«Старая Россия вступила в войну 1914 года совершенно неподготовленной в отличие от Германии, — он переходит к тому, что всего ближе ему самому. — Возьмем хотя бы химическую промышленность: азотная промышленность в России совершенно отсутствовала, и хотя царские генералы наивно думали, что они держат достаточные запасы селитры, но ее вскоре пришлось возить из Чили дальним путем через Тихий океан и Владивосток, что было возможно только потому, что Япония была не на стороне Германии. Точно так же в России почти не было сернокислотной промышленности. Германия же, обильно снабжавшая сельское хозяйство минеральными удобрениями, тем самым была подготовлена к войне: у нее было около сотни суперфосфатных (а значит, и сернокислотных) заводов, так как именно суперфосфат является отводным каналом для серной кислоты в мирное время. Стоило из Берлина дать сигнал по телефону, чтобы серная кислота потекла по иному руслу, — на заводы взрывчатых веществ. Царская же Россия только во время войны начала создавать сернокислотную промышленность. Делала это медленно, и более крупные размеры были достигнуты лишь к тому времени, когда уже никто не хотел больше воевать».

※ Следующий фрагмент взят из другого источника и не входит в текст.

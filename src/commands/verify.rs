//! Run a recipe's smoke test against an existing installation.

use crate::Context;
use crate::cli::VerifyArgs;
use crate::config::{self, KilnConfig};
use crate::ui;
use anyhow::{Result, bail};
use formula::InstallationRecord;

/// Run the verify command.
pub fn run(ctx: &Context, args: VerifyArgs) -> Result<()> {
    let config = KilnConfig::load()?;
    let recipe = config::load_recipe(Some(args.recipe.recipe.as_str()))?;
    let Some(test) = &recipe.test else {
        bail!("Recipe {} has no smoke test", recipe.name);
    };

    let prefix = config.prefix_for(&recipe, args.prefix.as_deref())?;
    if !prefix.is_dir() {
        bail!("{} is not installed at {}", recipe.name, prefix.display());
    }
    let record = InstallationRecord::scan(&prefix)?;

    if !ctx.quiet {
        ui::header(&format!("Verifying {}", recipe.name));
        ui::kv("Prefix", &prefix.display().to_string());
        ui::kv("Executable", &test.executable.display().to_string());
    }

    let result = formula::verify::verify(&record, test).into_result(&recipe.name)?;
    ui::success(&format!("Smoke test passed ({:?})", result.actual));
    Ok(())
}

Патриарх русской агрономии с радостью и гордостью отмечал крутые перемены.
«Наша химическая промышленность очень молода, — писал Прянишников, — она родилась вместе с пятилетками, причем первое пятилетие можно сравнить с периодом утробной жизни, и только первый год второго пятилетия можно считать годом рождения нашей химической промышленности».
Ученый углублялся в подсчеты. Они радовали. Если принять во внимание, что суперфосфат, производимый в СССР, содержит больший процент действующего начала, чем в других странах, и сопоставлять по количеству этого действующего начала, то окажется, что по производству суперфосфата в 1938 году — более поздними данными Прянишников в то время не располагал — СССР уже вышел на первое место в Европе и на второе на земном шаре. А по общему количеству производимых туков вместо последнего места мы вышли на третье место в Европе и на четвертое на земном шаре.
А вот еще цифры, характеризующие влияние минеральных удобрений на повышение урожая тех культур, которые получили их в достаточном количестве. Прянишников приводит данные по хлопку. Они рисуют картину неуклонного роста урожая параллельно с ростом завоза удобрений. В 1933 году на гектар выпадало не больше 0,15 центнера удобрений, и урожай соответственно составлял меньше 9 центнеров хлопка с гектара. К 1939 году количество удобрений возросло до 5,66 центнера на гектар, а урожайность составила уже 17 центнеров. Иначе говоря, в целом по республике урожаи за пятилетие удвоились. Можно идти дальше. И это делают стахановцы, которые получают значительно большие урожаи. Кроме хлопка, повышены также урожаи чая, сахарной свеклы.
Прянишников пробует испытанной мерой — рублем — оценить то значение, какое приобрели минеральные удобрения к началу третьей пятилетки. Он проделывает простой, но выразительный подсчет: если взять сумму приростов хлопка, сахара, чая и льна, полученных в 1938 году благодаря применению минеральных удобрений, то по продажным ценам их стоимость составит 4 миллиарда рублей. Стоимость же всех минеральных удобрений — 600 миллионов рублей. И ведь это только начало, а поначалу за продукцию нового производства всегда приходится расплачиваться дороже. Четыре миллиарда на шестьсот миллионов! Не ушли в песок тысячи анализов, не пропали даром годы самоотверженных усилий. Вот она, цена науки, помноженной на героический труд.
Зачем нужна эта оглядка назад, в ушедшие годы? Затем, чтобы, переживая со всем народом время тяжелейшего испытания всех сил и мужества, иметь гордое право увериться в том, что и твоя доля усилий вложена в укрепление железной стойкости, с какой встретила страна бешеный натиск поначалу превосходящего силой врага?
Не только! И для того, чтобы готовить силы для завтрашнего трудового дня.
Основа заложена. Впереди — поиски «целой гаммы переходов в построении системы удобрений в связи с многообразием условий в разных частях нашей Родины».
Как всегда, мечты ученого вырываются на бескрайний простор всего евразийского континента, где вольготно раскинулись родные нивы. «Само собой разумеется, — строку за строкой выводит перо, — что при плановых предположениях, касающихся одной шестой суши, приходится прибегать к некоторой общей схеме, но от нее в отдельных случаях будут наблюдаться отступления».